**INSTRUCTIONS TO FOLLOW:** Where a line below holds the string "Result", copy that line.

((

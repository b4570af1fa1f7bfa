// marketplace/src/pickups.rs

//! Weekly pickup lifecycle and the buyer/vendor handoff handshake.
//!
//! `scheduled -> ready -> picked_up`, with exits to `missed`, `rescheduled`
//! and `skipped`. A handoff completes only when both parties confirm inside
//! one confirmation window. A lone confirmation whose window lapsed is stale:
//! it stays on the row for display but no longer counts, and the next
//! confirmation from either side opens a fresh window.

use crate::errors::AppError;
use crate::models::{MarketBoxPickup, PickupStatus};
use chrono::{DateTime, Duration, NaiveDate, Utc};
use serde::{Deserialize, Serialize};
use thiserror::Error;

#[derive(Debug, Clone, Copy, PartialEq, Eq, Serialize, Deserialize)]
#[serde(rename_all = "snake_case")]
pub enum Party {
  Buyer,
  Vendor,
}

impl Party {
  pub fn other(self) -> Party {
    match self {
      Party::Buyer => Party::Vendor,
      Party::Vendor => Party::Buyer,
    }
  }
}

#[derive(Debug, Clone, PartialEq, Eq, Error)]
pub enum PickupError {
  #[error("pickup is already {0:?}")]
  Terminal(PickupStatus),
  #[error("only past-dated pickups can be marked missed")]
  NotPastDue,
  #[error("reschedule date {0} is in the past")]
  RescheduleInPast(NaiveDate),
}

impl From<PickupError> for AppError {
  fn from(err: PickupError) -> Self {
    match err {
      PickupError::Terminal(_) => AppError::Conflict(err.to_string()),
      PickupError::NotPastDue | PickupError::RescheduleInPast(_) => AppError::Validation(err.to_string()),
    }
  }
}

#[derive(Debug, Clone, Copy, PartialEq, Eq)]
pub enum ConfirmOutcome {
  Completed,
  WaitingFor(Party),
}

/// Server-side view of the handshake, queryable by either party.
#[derive(Debug, Clone, Copy, PartialEq, Eq, Serialize)]
#[serde(tag = "state", rename_all = "snake_case")]
pub enum ConfirmationStatus {
  None,
  Awaiting {
    #[serde(rename = "waitingFor")]
    waiting_for: Party,
    #[serde(rename = "expiresAt")]
    expires_at: DateTime<Utc>,
  },
  Completed,
  Expired {
    #[serde(rename = "confirmedBy")]
    confirmed_by: Party,
  },
}

fn stamp(pickup: &MarketBoxPickup, party: Party) -> Option<DateTime<Utc>> {
  match party {
    Party::Buyer => pickup.buyer_confirmed_at,
    Party::Vendor => pickup.vendor_confirmed_at,
  }
}

fn set_stamp(pickup: &mut MarketBoxPickup, party: Party, at: Option<DateTime<Utc>>) {
  match party {
    Party::Buyer => pickup.buyer_confirmed_at = at,
    Party::Vendor => pickup.vendor_confirmed_at = at,
  }
}

fn ensure_open(pickup: &MarketBoxPickup) -> Result<(), PickupError> {
  if pickup.status.is_terminal() {
    return Err(PickupError::Terminal(pickup.status));
  }
  Ok(())
}

fn window_open(pickup: &MarketBoxPickup, now: DateTime<Utc>) -> bool {
  pickup.confirmation_window_expires_at.is_some_and(|exp| now <= exp)
}

pub fn mark_ready(pickup: &mut MarketBoxPickup, now: DateTime<Utc>) -> Result<(), PickupError> {
  ensure_open(pickup)?;
  pickup.status = PickupStatus::Ready;
  pickup.ready_at = Some(now);
  Ok(())
}

/// Records `party`'s handoff confirmation.
pub fn confirm(
  pickup: &mut MarketBoxPickup,
  party: Party,
  now: DateTime<Utc>,
  window: Duration,
) -> Result<ConfirmOutcome, PickupError> {
  ensure_open(pickup)?;
  let counterpart = party.other();
  let open = window_open(pickup, now);

  if open && stamp(pickup, counterpart).is_some() {
    set_stamp(pickup, party, Some(now));
    pickup.status = PickupStatus::PickedUp;
    pickup.picked_up_at = Some(now);
    return Ok(ConfirmOutcome::Completed);
  }

  if open && stamp(pickup, party).is_some() {
    return Ok(ConfirmOutcome::WaitingFor(counterpart));
  }

  // First confirmation, or the previous window lapsed.
  set_stamp(pickup, counterpart, None);
  set_stamp(pickup, party, Some(now));
  pickup.confirmation_window_expires_at = Some(now + window);
  Ok(ConfirmOutcome::WaitingFor(counterpart))
}

pub fn confirmation_status(pickup: &MarketBoxPickup, now: DateTime<Utc>) -> ConfirmationStatus {
  if pickup.status == PickupStatus::PickedUp {
    return ConfirmationStatus::Completed;
  }
  let confirmed_by = match (pickup.buyer_confirmed_at, pickup.vendor_confirmed_at) {
    (Some(_), None) => Party::Buyer,
    (None, Some(_)) => Party::Vendor,
    _ => return ConfirmationStatus::None,
  };
  match pickup.confirmation_window_expires_at {
    Some(expires_at) if now <= expires_at => ConfirmationStatus::Awaiting {
      waiting_for: confirmed_by.other(),
      expires_at,
    },
    _ => ConfirmationStatus::Expired { confirmed_by },
  }
}

/// Vendor marks a no-show. Allowed only once the pickup date has passed.
pub fn mark_missed(pickup: &mut MarketBoxPickup, today: NaiveDate, now: DateTime<Utc>) -> Result<(), PickupError> {
  ensure_open(pickup)?;
  if pickup.scheduled_date >= today {
    return Err(PickupError::NotPastDue);
  }
  pickup.status = PickupStatus::Missed;
  pickup.missed_at = Some(now);
  Ok(())
}

pub fn reschedule(pickup: &mut MarketBoxPickup, to: NaiveDate, today: NaiveDate) -> Result<(), PickupError> {
  ensure_open(pickup)?;
  if to < today {
    return Err(PickupError::RescheduleInPast(to));
  }
  pickup.status = PickupStatus::Rescheduled;
  pickup.scheduled_date = to;
  pickup.ready_at = None;
  pickup.buyer_confirmed_at = None;
  pickup.vendor_confirmed_at = None;
  pickup.confirmation_window_expires_at = None;
  Ok(())
}

/// Marks the row skipped. The store appends the extension-week row and bumps
/// the subscription in the same unit of work.
pub fn skip(pickup: &mut MarketBoxPickup, reason: Option<String>, now: DateTime<Utc>) -> Result<(), PickupError> {
  ensure_open(pickup)?;
  pickup.status = PickupStatus::Skipped;
  pickup.skipped_at = Some(now);
  pickup.skip_reason = reason;
  Ok(())
}

#[cfg(test)]
mod tests {
  use super::*;
  use chrono::TimeZone;
  use uuid::Uuid;

  fn t0() -> DateTime<Utc> {
    Utc.with_ymd_and_hms(2026, 10, 17, 10, 0, 0).unwrap()
  }

  fn pickup() -> MarketBoxPickup {
    MarketBoxPickup::scheduled(Uuid::new_v4(), 1, t0().date_naive())
  }

  fn window() -> Duration {
    Duration::seconds(30)
  }

  #[test]
  fn both_confirm_inside_window_in_either_order() {
    for first in [Party::Buyer, Party::Vendor] {
      let mut p = pickup();
      assert_eq!(
        confirm(&mut p, first, t0(), window()),
        Ok(ConfirmOutcome::WaitingFor(first.other()))
      );
      let later = t0() + Duration::seconds(20);
      assert_eq!(confirm(&mut p, first.other(), later, window()), Ok(ConfirmOutcome::Completed));
      assert_eq!(p.status, PickupStatus::PickedUp);
      assert!(p.buyer_confirmed_at.is_some() && p.vendor_confirmed_at.is_some());
      assert_eq!(p.picked_up_at, Some(later));
    }
  }

  #[test]
  fn lone_confirmation_lapses_without_completing() {
    let mut p = pickup();
    confirm(&mut p, Party::Vendor, t0(), window()).unwrap();
    let after = t0() + Duration::seconds(31);
    assert_eq!(
      confirmation_status(&p, after),
      ConfirmationStatus::Expired {
        confirmed_by: Party::Vendor
      }
    );
    assert_ne!(p.status, PickupStatus::PickedUp);

    // The buyer arriving late opens a fresh window instead of completing.
    assert_eq!(
      confirm(&mut p, Party::Buyer, after, window()),
      Ok(ConfirmOutcome::WaitingFor(Party::Vendor))
    );
    assert!(p.vendor_confirmed_at.is_none());
    assert_eq!(p.confirmation_window_expires_at, Some(after + window()));
    assert_eq!(
      confirm(&mut p, Party::Vendor, after + Duration::seconds(5), window()),
      Ok(ConfirmOutcome::Completed)
    );
  }

  #[test]
  fn repeated_confirmation_does_not_extend_window() {
    let mut p = pickup();
    confirm(&mut p, Party::Buyer, t0(), window()).unwrap();
    confirm(&mut p, Party::Buyer, t0() + Duration::seconds(10), window()).unwrap();
    assert_eq!(p.confirmation_window_expires_at, Some(t0() + window()));
    assert_eq!(p.buyer_confirmed_at, Some(t0()));
  }

  #[test]
  fn status_query_reports_awaiting_party() {
    let mut p = pickup();
    assert_eq!(confirmation_status(&p, t0()), ConfirmationStatus::None);
    confirm(&mut p, Party::Buyer, t0(), window()).unwrap();
    assert_eq!(
      confirmation_status(&p, t0() + Duration::seconds(3)),
      ConfirmationStatus::Awaiting {
        waiting_for: Party::Vendor,
        expires_at: t0() + window()
      }
    );
  }

  #[test]
  fn terminal_states_reject_transitions() {
    let mut p = pickup();
    skip(&mut p, Some("hail".to_string()), t0()).unwrap();
    assert_eq!(mark_ready(&mut p, t0()), Err(PickupError::Terminal(PickupStatus::Skipped)));
    assert!(confirm(&mut p, Party::Buyer, t0(), window()).is_err());
    assert!(skip(&mut p, None, t0()).is_err());
  }

  #[test]
  fn missed_requires_past_date() {
    let mut p = pickup();
    let today = p.scheduled_date;
    assert_eq!(mark_missed(&mut p, today, t0()), Err(PickupError::NotPastDue));
    let tomorrow = today.succ_opt().unwrap();
    mark_missed(&mut p, tomorrow, t0()).unwrap();
    assert_eq!(p.status, PickupStatus::Missed);
  }

  #[test]
  fn reschedule_clears_handshake() {
    let mut p = pickup();
    mark_ready(&mut p, t0()).unwrap();
    confirm(&mut p, Party::Vendor, t0(), window()).unwrap();
    let today = p.scheduled_date;
    let to = today + Duration::days(3);
    reschedule(&mut p, to, today).unwrap();
    assert_eq!(p.status, PickupStatus::Rescheduled);
    assert_eq!(p.scheduled_date, to);
    assert!(p.vendor_confirmed_at.is_none());
    assert_eq!(confirmation_status(&p, t0()), ConfirmationStatus::None);
  }
}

))

**ANSWER:**
fn ensure_open(pickup: &MarketBoxPickup) -> Result<(), PickupError> {
pub fn mark_ready(pickup: &mut MarketBoxPickup, now: DateTime<Utc>) -> Result<(), PickupError> {
) -> Result<ConfirmOutcome, PickupError> {
pub fn mark_missed(pickup: &mut MarketBoxPickup, today: NaiveDate, now: DateTime<Utc>) -> Result<(), PickupError> {
pub fn reschedule(pickup: &mut MarketBoxPickup, to: NaiveDate, today: NaiveDate) -> Result<(), PickupError> {
pub fn skip(pickup: &mut MarketBoxPickup, reason: Option<String>, now: DateTime<Utc>) -> Result<(), PickupError> {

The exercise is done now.